◆ **DATASET EXTRACT**
//! # item-check Configuration
//!
//! ## Configuration Sources
//! ```text
//! ┌─────────────────────────────────────────────────────────────────────────┐
//! │                    Configuration Priority                               │
//! │                                                                         │
//! │  1. Command line (highest priority)                                    │
//! │     --format text                                                      │
//! │                                                                         │
//! │  2. Environment Variables                                              │
//! │     ITEM_MIN_PRICE=1000  ITEM_CODE_FORMAT=postfix                      │
//! │                                                                         │
//! │  3. TOML Config File                                                   │
//! │     --config PATH, else                                                │
//! │     ~/.config/item-check/item-check.toml (Linux)                       │
//! │     ~/Library/Application Support/com.itemservice.item-check/...       │
//! │                                                                         │
//! │  4. Default Values (lowest priority)                                   │
//! │     thresholds 1000 / 1000000 / 9999 / 10000, prefix codes, JSON       │
//! └─────────────────────────────────────────────────────────────────────────┘
//! ```
//!
//! ## Configuration File Format
//! ```toml
//! [policy]
//! min_price = 1000
//! max_price = 1000000
//! max_quantity = 9999
//! min_total_price = 10000
//!
//! [codes]
//! format = "prefix"  # prefix | postfix
//!
//! [output]
//! format = "json"    # json | text
//! ```

use clap::ValueEnum;
use serde::{Deserialize, Serialize};
use std::path::{Path, PathBuf};
use tracing::{debug, info};

use item_core::{CodeFormat, ItemPolicy, ItemValidator};

use crate::error::ConfigError;

/// File name looked up in the platform config directory.
pub const CONFIG_FILE_NAME: &str = "item-check.toml";

// =============================================================================
// Output Format
// =============================================================================

/// How the report is written to stdout.
#[derive(Debug, Clone, Copy, PartialEq, Eq, Default, Serialize, Deserialize, ValueEnum)]
#[serde(rename_all = "snake_case")]
pub enum OutputFormat {
    /// Pretty-printed JSON document.
    #[default]
    Json,
    /// One line per item and per error.
    Text,
}

impl std::str::FromStr for OutputFormat {
    type Err = String;

    fn from_str(s: &str) -> Result<Self, Self::Err> {
        match s.trim().to_lowercase().as_str() {
            "json" => Ok(OutputFormat::Json),
            "text" => Ok(OutputFormat::Text),
            other => Err(other.to_string()),
        }
    }
}

// =============================================================================
// Sections
// =============================================================================

/// Message code settings.
#[derive(Debug, Clone, Default, Serialize, Deserialize)]
pub struct CodesSettings {
    #[serde(default)]
    pub format: CodeFormat,
}

/// Report settings.
#[derive(Debug, Clone, Default, Serialize, Deserialize)]
pub struct OutputSettings {
    #[serde(default)]
    pub format: OutputFormat,
}

/// Complete item-check configuration.
#[derive(Debug, Clone, Default, Serialize, Deserialize)]
pub struct CheckConfig {
    /// Item thresholds.
    #[serde(default)]
    pub policy: ItemPolicy,

    /// Message code resolution.
    #[serde(default)]
    pub codes: CodesSettings,

    /// Report rendering.
    #[serde(default)]
    pub output: OutputSettings,
}

impl CheckConfig {
    /// Loads configuration from file, environment, and defaults.
    ///
    /// ## Load Order (later overrides earlier)
    /// 1. Default values
    /// 2. Config file (explicit path must exist; the default path may not)
    /// 3. Environment variables
    pub fn load(config_path: Option<&Path>) -> Result<Self, ConfigError> {
        let mut config = match config_path {
            Some(path) => Self::from_file(path)?,
            None => match Self::default_config_path() {
                Some(path) if path.exists() => Self::from_file(&path)?,
                Some(path) => {
                    debug!(?path, "Config file not found, using defaults");
                    Self::default()
                }
                None => Self::default(),
            },
        };

        config.apply_env_overrides()?;
        config.validate()?;

        Ok(config)
    }

    /// Reads one TOML file.
    pub fn from_file(path: &Path) -> Result<Self, ConfigError> {
        info!(?path, "Loading item-check config from file");
        let contents = std::fs::read_to_string(path).map_err(|source| ConfigError::Read {
            path: path.to_path_buf(),
            source,
        })?;
        toml::from_str(&contents).map_err(|source| ConfigError::Parse {
            path: path.to_path_buf(),
            source,
        })
    }

    /// Checks the policy thresholds.
    pub fn validate(&self) -> Result<(), ConfigError> {
        self.policy.validate()?;
        Ok(())
    }

    /// Builds the validator described by this configuration.
    pub fn validator(&self) -> Result<ItemValidator, ConfigError> {
        Ok(ItemValidator::with_policy(self.policy)?.with_code_format(self.codes.format))
    }

    fn apply_env_overrides(&mut self) -> Result<(), ConfigError> {
        if let Some(value) = env_i64("ITEM_MIN_PRICE")? {
            debug!(value, "Overriding min_price from environment");
            self.policy.min_price = value;
        }

        if let Some(value) = env_i64("ITEM_MAX_PRICE")? {
            debug!(value, "Overriding max_price from environment");
            self.policy.max_price = value;
        }

        if let Some(value) = env_i64("ITEM_MAX_QUANTITY")? {
            debug!(value, "Overriding max_quantity from environment");
            self.policy.max_quantity = value;
        }

        if let Some(value) = env_i64("ITEM_MIN_TOTAL_PRICE")? {
            debug!(value, "Overriding min_total_price from environment");
            self.policy.min_total_price = value;
        }

        if let Ok(value) = std::env::var("ITEM_CODE_FORMAT") {
            self.codes.format = value.parse().map_err(|_| ConfigError::InvalidValue {
                var: "ITEM_CODE_FORMAT",
                value,
            })?;
        }

        if let Ok(value) = std::env::var("ITEM_OUTPUT_FORMAT") {
            self.output.format = value.parse().map_err(|_| ConfigError::InvalidValue {
                var: "ITEM_OUTPUT_FORMAT",
                value,
            })?;
        }

        Ok(())
    }

    /// Returns the default config file path.
    pub fn default_config_path() -> Option<PathBuf> {
        directories::ProjectDirs::from("com", "itemservice", "item-check")
            .map(|dirs| dirs.config_dir().join(CONFIG_FILE_NAME))
    }
}

fn env_i64(var: &'static str) -> Result<Option<i64>, ConfigError> {
    match std::env::var(var) {
        Ok(value) => value
            .trim()
            .parse()
            .map(Some)
            .map_err(|_| ConfigError::InvalidValue { var, value }),
        Err(_) => Ok(None),
    }
}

◆ **AIM OF THE EXERCISE**
Return every line from the entries above that includes the word "InvalidValue".

◆ **YOUR SOLUTION**
            self.codes.format = value.parse().map_err(|_| ConfigError::InvalidValue {
            self.output.format = value.parse().map_err(|_| ConfigError::InvalidValue {
            .map_err(|_| ConfigError::InvalidValue { var, value }),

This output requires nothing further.